* EXERCISE DATA:

- - - - -

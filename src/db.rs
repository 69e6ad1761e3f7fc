use std::future::Future;

use anyhow::{Context, Result};
use mongodb::options::ClientOptions;
use mongodb::{
    Client, Collection, Database as MongoDatabase,
    bson::{Document, doc, oid::ObjectId},
};
use serde::{Serialize, de::DeserializeOwned};

use crate::config::Config;
use crate::data_models::KnowledgeEntry;

/// Collection names as constants for consistency
pub mod collections {
    pub const KNOWLEDGE: &str = "knowledge";
}

/// Main database wrapper providing connection management and collection access.
/// Constructed once at startup and handed to whatever needs it.
#[derive(Debug, Clone)]
pub struct Database {
    client: Client,
    db: MongoDatabase,
}

impl Database {
    /// Create a new Database instance with custom URI and database name.
    /// Useful for testing with a different database.
    pub async fn new(uri: &str, db_name: &str) -> Result<Self> {
        let client_options = ClientOptions::parse(uri)
            .await
            .context("Failed to parse MongoDB connection string")?;

        let client =
            Client::with_options(client_options).context("Failed to create MongoDB client")?;

        // Ping the database to verify connection
        client
            .database("admin")
            .run_command(doc! { "ping": 1 })
            .await
            .context("Failed to connect to MongoDB")?;

        log::info!("Connected to MongoDB database: {}", db_name);

        let db = client.database(db_name);

        Ok(Self { client, db })
    }

    pub async fn from_config(config: &Config) -> Result<Self> {
        Self::new(&config.mongo_uri, &config.mongo_db_name).await
    }

    /// Get a typed collection by name
    pub fn collection<T>(&self, name: &str) -> Collection<T>
    where
        T: Send + Sync,
    {
        self.db.collection(name)
    }

    /// Get the underlying MongoDB client (for advanced operations)
    pub fn client(&self) -> &Client {
        &self.client
    }

    pub fn knowledge(&self) -> Collection<KnowledgeEntry> {
        self.collection(collections::KNOWLEDGE)
    }

    /// Closes the connection pool; call once when the service stops.
    pub async fn shutdown(self) {
        self.client.shutdown().await;
        log::info!("MongoDB connection closed");
    }
}

// =============================================================================
// Generic CRUD operations
// =============================================================================

pub struct Repository<T>
where
    T: Send + Sync,
{
    collection: Collection<T>,
}

impl<T> Repository<T>
where
    T: Serialize + DeserializeOwned + Unpin + Send + Sync,
{
    pub fn new(collection: Collection<T>) -> Self {
        Self { collection }
    }

    /// Insert a single document
    pub async fn insert(&self, doc: &T) -> Result<ObjectId> {
        let result = self
            .collection
            .insert_one(doc)
            .await
            .context("Failed to insert document")?;

        result
            .inserted_id
            .as_object_id()
            .ok_or_else(|| anyhow::anyhow!("Failed to get inserted ObjectId"))
    }

    /// Find a document by ObjectId
    pub async fn find_by_id(&self, id: ObjectId) -> Result<Option<T>> {
        let filter = doc! { "_id": id };
        self.collection
            .find_one(filter)
            .await
            .context("Failed to find document by id")
    }

    /// Find all documents matching a filter
    pub async fn find(&self, filter: Document) -> Result<Vec<T>> {
        use futures::TryStreamExt;

        let cursor = self
            .collection
            .find(filter)
            .await
            .context("Failed to execute find query")?;

        cursor
            .try_collect()
            .await
            .context("Failed to collect results")
    }
}

// =============================================================================
// Knowledge store
// =============================================================================

/// Where finished crawls are kept. Every scrape is a fresh insert.
pub trait KnowledgeStore: Send + Sync + 'static {
    fn insert(&self, entry: &KnowledgeEntry) -> impl Future<Output = Result<ObjectId>> + Send;

    fn find_by_id(
        &self,
        id: ObjectId,
    ) -> impl Future<Output = Result<Option<KnowledgeEntry>>> + Send;

    fn find_by_user(
        &self,
        user_id: &str,
    ) -> impl Future<Output = Result<Vec<KnowledgeEntry>>> + Send;
}

/// MongoDB-backed [`KnowledgeStore`] over the `knowledge` collection.
pub struct KnowledgeRepo {
    repo: Repository<KnowledgeEntry>,
}

impl KnowledgeRepo {
    pub fn new(db: &Database) -> Self {
        Self {
            repo: Repository::new(db.knowledge()),
        }
    }
}

impl KnowledgeStore for KnowledgeRepo {
    async fn insert(&self, entry: &KnowledgeEntry) -> Result<ObjectId> {
        let id = self.repo.insert(entry).await?;
        log::info!("Scraped data for {} stored as {}", entry.web_url, id);
        Ok(id)
    }

    async fn find_by_id(&self, id: ObjectId) -> Result<Option<KnowledgeEntry>> {
        self.repo.find_by_id(id).await
    }

    async fn find_by_user(&self, user_id: &str) -> Result<Vec<KnowledgeEntry>> {
        self.repo.find(doc! { "user_id": user_id }).await
    }
}

// =============================================================================
// Test utilities
// =============================================================================

#[cfg(test)]
pub mod test_utils {
    use super::*;
    use std::sync::atomic::{AtomicUsize, Ordering};

    static TEST_DB_COUNTER: AtomicUsize = AtomicUsize::new(0);

    /// Create a unique test database name
    pub fn unique_test_db_name() -> String {
        let count = TEST_DB_COUNTER.fetch_add(1, Ordering::SeqCst);
        let timestamp = std::time::SystemTime::now()
            .duration_since(std::time::UNIX_EPOCH)
            .unwrap()
            .as_millis();
        format!("site_ingest_test_{}_{}", timestamp, count)
    }

    /// Create a test database instance.
    /// Uses MONGO_URI from environment but creates a unique test database.
    pub async fn create_test_db() -> Result<(Database, String)> {
        dotenvy::dotenv().ok();
        let uri =
            std::env::var("MONGO_URI").unwrap_or_else(|_| "mongodb://localhost:27017".to_string());
        let db_name = unique_test_db_name();
        let db = Database::new(&uri, &db_name).await?;
        Ok((db, db_name))
    }

    /// Clean up a test database by dropping it
    pub async fn cleanup_test_db(db: &Database, db_name: &str) -> Result<()> {
        db.client()
            .database(db_name)
            .drop()
            .await
            .context("Failed to drop test database")?;
        Ok(())
    }
}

- - - - -

* WHAT IS REQUIRED: Which lines above include the word "instance"? Show each one.

* SOLUTION:
    /// Create a new Database instance with custom URI and database name.
    /// Create a test database instance.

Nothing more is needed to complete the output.